9. Procedimiento de la reivindicación 8, en el que: i) dichas células de la etapa (a) se cotransfectan con HERG de tipo salvaje y un ácido nucleico que comprende una secuencia de nucleótidos que codifica el polipéptido indicado en la SEC ID Nº: 2, ii) dichas células de la etapa (c) se cotransfectan con HERG mutante y un ácido nucleico que comprende una secuencia de nucleótidos que codifica el polipéptido indicado en la SEC ID Nº: 2, o iii) dichas células de la etapa (a) se cotransfectan con HERG de tipo salvaje y un ácido nucleico que comprende una secuencia de nucleótidos que codifica el polipéptido indicado en la SEC ID Nº: 2 y dichas células de la etapa (c) se cotransfectan con HERG mutante y un ácido nucleico que comprende una secuencia de nucleótidos que codifica el polipéptido indicado en la SEC ID Nº: 2.

10. Procedimiento de la reivindicación 8, en el que: i) dichas células de la etapa (a), ii) dichas células de la etapa (c) o iii) dichas células de las etapas (a) y (c) se transfectan con ARN.

11. Procedimiento de cribaje de fármacos que sean útiles en el tratamiento o prevención del síndrome de QT largo, dicho procedimiento comprendiendo:

(a) preparar un animal transgénico no humano cotransfectado con HERG de tipo salvaje y un ácido nucleico que comprende una secuencia de nucleótidos que codifica el polipéptido indicado en la SEC ID Nº: 2;

(b) medir la corriente de K⁺ inducida en el animal transgénico de la etapa (a);

(c) preparar un animal transgénico no humano cotransfectado con HERG de tipo mutante y un ácido nucleico que comprende una secuencia de nucleótidos que codifica el polipéptido indicado en la SEC ID Nº: 2;

(d) medir la corriente de K⁺ inducida en el animal transgénico de la etapa (c);

(e) administrar un fármaco al animal transgénico de la etapa (c);

(f) medir la corriente de K⁺ inducida en el animal tratado con fármaco de la etapa (e);

(g) determinar si el fármaco produjo una corriente de K⁺ inducida más similar o menos similar a la corriente de K⁺ inducida observada en el animal transgénico cotransfectado con HERG de tipo salvaje y un ácido nucleico que comprende una secuencia de nucleótidos que codifica el polipéptido indicado en la SEC ID Nº: 2 en comparación con la corriente observada en un animal transgénico cotransfectado con HERG mutante y un ácido nucleico que comprende una secuencia de nucleótidos que codifica el polipéptido indicado en la SEC ID Nº: 2 en ausencia de fármaco,

donde un fármaco que produce una corriente más similar a la corriente observada en animales transgénicos cotransfectados con HERG de tipo salvaje y un ácido nucleico que comprende una secuencia de nucleótidos que codifica el polipéptido indicado en la SEC ID Nº: 2 es útil en el tratamiento o prevención del síndrome de QT largo.

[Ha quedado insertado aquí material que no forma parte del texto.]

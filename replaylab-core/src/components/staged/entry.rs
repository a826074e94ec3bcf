//! M5 entry trigger — micro-swing breakout past a volatility buffer.

use chrono::NaiveDateTime;
use serde::{Deserialize, Serialize};

use super::confirmation::ConfirmationContext;
use crate::data::{columns, FrameView};
use crate::domain::{Direction, Signal};

#[derive(Debug, Clone, Copy, PartialEq, Eq, Serialize, Deserialize)]
#[serde(rename_all = "SCREAMING_SNAKE_CASE")]
pub enum EntryReason {
    NoConfirmation,
    NotEnoughBars,
    NoBreakout,
    Breakout,
}

impl EntryReason {
    pub fn as_str(self) -> &'static str {
        match self {
            Self::NoConfirmation => "NO_CONFIRMATION",
            Self::NotEnoughBars => "NOT_ENOUGH_BARS",
            Self::NoBreakout => "NO_BREAKOUT",
            Self::Breakout => "BREAKOUT",
        }
    }
}

/// Transient entry evaluation, valid only for the bar that produced it.
#[derive(Debug, Clone, PartialEq, Serialize, Deserialize)]
pub struct EntrySetup {
    pub signal: Signal,
    /// Close of the triggering bar.
    pub trigger_price: f64,
    pub swing_high: f64,
    pub swing_low: f64,
    pub buffer: f64,
    pub timestamp: NaiveDateTime,
    pub bar_index: usize,
    pub reason: EntryReason,
}

impl EntrySetup {
    /// Protective stop beyond the opposite side of the micro swing.
    pub fn stop_price(&self) -> Option<f64> {
        match self.signal {
            Signal::Buy => Some(self.swing_low - self.buffer),
            Signal::Sell => Some(self.swing_high + self.buffer),
            Signal::None => None,
        }
    }
}

#[derive(Debug, Clone, PartialEq)]
pub struct EntryParams {
    pub swing_lookback: usize,
    pub buffer_atr_mult: f64,
    pub min_buffer: f64,
}

#[derive(Debug, Clone)]
pub struct EntryEvaluator {
    params: EntryParams,
}

impl EntryEvaluator {
    pub fn new(params: EntryParams) -> Self {
        Self { params }
    }

    /// Evaluate the last bar of `m5` against the micro swing of the bars before it.
    pub fn evaluate(&self, confirmation: &ConfirmationContext, m5: &FrameView<'_>) -> Option<EntrySetup> {
        let i = m5.last_index()?;
        let bar = m5.last()?;
        let mut setup = EntrySetup {
            signal: Signal::None,
            trigger_price: bar.close,
            swing_high: f64::NAN,
            swing_low: f64::NAN,
            buffer: 0.0,
            timestamp: bar.timestamp,
            bar_index: i,
            reason: EntryReason::NoConfirmation,
        };

        let direction = match confirmation.direction() {
            Some(d) if confirmation.is_ok() => d,
            _ => return Some(setup),
        };

        let lookback = self.params.swing_lookback;
        if i < lookback {
            setup.reason = EntryReason::NotEnoughBars;
            return Some(setup);
        }
        let window = &m5.bars()[i - lookback..i];
        setup.swing_high = window.iter().map(|b| b.high).fold(f64::MIN, f64::max);
        setup.swing_low = window.iter().map(|b| b.low).fold(f64::MAX, f64::min);
        setup.buffer = m5
            .value(columns::ATR, i)
            .map_or(self.params.min_buffer, |atr| self.params.buffer_atr_mult * atr);

        let fired = match direction {
            Direction::Long => bar.close > setup.swing_high + setup.buffer,
            Direction::Short => bar.close < setup.swing_low - setup.buffer,
        };
        if fired {
            setup.signal = Signal::from_direction(direction);
            setup.reason = EntryReason::Breakout;
        } else {
            setup.reason = EntryReason::NoBreakout;
        }
        Some(setup)
    }
}

#[cfg(test)]
mod tests {
    use super::*;
    use crate::components::indicator::IndicatorValues;
    use crate::components::staged::confirmation::{ConfirmationReason, RetestZone};
    use crate::data::Frame;
    use crate::domain::{Bar, Confirmation, Timeframe};
    use chrono::{Duration, NaiveDate};

    fn confirmed(direction: Direction) -> ConfirmationContext {
        ConfirmationContext {
            confirmation: Confirmation::Ok,
            zone: Some(RetestZone {
                direction,
                low: 99.0,
                high: 101.0,
            }),
            invalidated: false,
            timestamp: None,
            bias_timestamp: None,
            reason: ConfirmationReason::Confirmed,
        }
    }

    fn m5(closes: &[f64]) -> Frame {
        let base = NaiveDate::from_ymd_opt(2024, 1, 2)
            .unwrap()
            .and_hms_opt(11, 0, 0)
            .unwrap();
        let bars: Vec<Bar> = closes
            .iter()
            .enumerate()
            .map(|(i, &c)| Bar::new(base + Duration::minutes(5 * i as i64), c, c + 0.5, c - 0.5, c))
            .collect();
        let mut indicators = IndicatorValues::new();
        indicators.insert(columns::ATR, vec![Some(1.0); bars.len()]);
        Frame {
            timeframe: Timeframe::M5,
            bars,
            indicators,
        }
    }

    fn evaluator() -> EntryEvaluator {
        EntryEvaluator::new(EntryParams {
            swing_lookback: 3,
            buffer_atr_mult: 0.2,
            min_buffer: 0.0,
        })
    }

    #[test]
    fn buy_on_break_of_swing_high_plus_buffer() {
        let f = m5(&[100.0, 100.4, 100.2, 101.2]);
        let setup = evaluator().evaluate(&confirmed(Direction::Long), &f.view(4)).unwrap();
        assert_eq!(setup.signal, Signal::Buy);
        assert_eq!(setup.reason, EntryReason::Breakout);
        assert!((setup.swing_high - 100.9).abs() < 1e-12);
        assert!((setup.swing_low - 99.5).abs() < 1e-12);
        assert!((setup.buffer - 0.2).abs() < 1e-12);
        assert_eq!(setup.trigger_price, 101.2);
        assert_eq!(setup.bar_index, 3);
        assert!((setup.stop_price().unwrap() - 99.3).abs() < 1e-12);
    }

    #[test]
    fn break_inside_buffer_does_not_fire() {
        let f = m5(&[100.0, 100.4, 100.2, 101.0]);
        let setup = evaluator().evaluate(&confirmed(Direction::Long), &f.view(4)).unwrap();
        assert_eq!(setup.signal, Signal::None);
        assert_eq!(setup.reason, EntryReason::NoBreakout);
    }

    #[test]
    fn sell_mirror() {
        let f = m5(&[100.0, 99.6, 99.8, 98.8]);
        let setup = evaluator().evaluate(&confirmed(Direction::Short), &f.view(4)).unwrap();
        assert_eq!(setup.signal, Signal::Sell);
        assert!((setup.stop_price().unwrap() - (100.5 + 0.2)).abs() < 1e-12);
    }

    #[test]
    fn min_buffer_applies_only_without_atr() {
        let evaluator = EntryEvaluator::new(EntryParams {
            swing_lookback: 3,
            buffer_atr_mult: 0.2,
            min_buffer: 0.5,
        });
        let mut f = m5(&[100.0, 100.4, 100.2, 101.2]);
        let setup = evaluator.evaluate(&confirmed(Direction::Long), &f.view(4)).unwrap();
        assert!((setup.buffer - 0.2).abs() < 1e-12);
        assert_eq!(setup.signal, Signal::Buy);

        f.indicators.insert(columns::ATR, vec![None; 4]);
        let setup = evaluator.evaluate(&confirmed(Direction::Long), &f.view(4)).unwrap();
        assert!((setup.buffer - 0.5).abs() < 1e-12);
        assert_eq!(setup.signal, Signal::None);
        assert_eq!(setup.reason, EntryReason::NoBreakout);
    }

    #[test]
    fn needs_confirmation_and_history() {
        let f = m5(&[100.0, 100.4, 100.2, 101.2]);
        let mut not_ok = confirmed(Direction::Long);
        not_ok.confirmation = Confirmation::No;
        let setup = evaluator().evaluate(&not_ok, &f.view(4)).unwrap();
        assert_eq!(setup.reason, EntryReason::NoConfirmation);

        let setup = evaluator().evaluate(&confirmed(Direction::Long), &f.view(2)).unwrap();
        assert_eq!(setup.reason, EntryReason::NotEnoughBars);
        assert!(evaluator().evaluate(&confirmed(Direction::Long), &f.view(0)).is_none());
    }
}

12. Animal transgénico no humano, donde dicho animal comprende un ácido nucleico que comprende una secuencia de nucleótidos que codifica el polipéptido indicado en la SEC ID Nº: 2 y un HERG humano mutante.

13. Procedimiento para determinar la capacidad de un fármaco de afectar a la corriente de potasio rectificadora retardada rápida (I_Kr), dicho procedimiento comprendiendo:

a) poner células que expresan HERG mutante y un ácido nucleico que comprende una secuencia de nucleótidos que codifica el polipéptido indicado en la SEC ID Nº: 2 en una solución de baño para medir la corriente;

b) medir o detectar una primera corriente de K⁺ inducida en las células de la etapa (a);

c) añadir un fármaco a la solución de baño de la etapa (a);

d) medir una segunda corriente de K⁺ inducida en las células de la etapa (c); y

e) determinar si la adición de dicho fármaco en la etapa (c) inhibe, aumenta o altera el I_Kr comparando dicha primera corriente de K⁺ inducida con dicha segunda corriente de K⁺ inducida.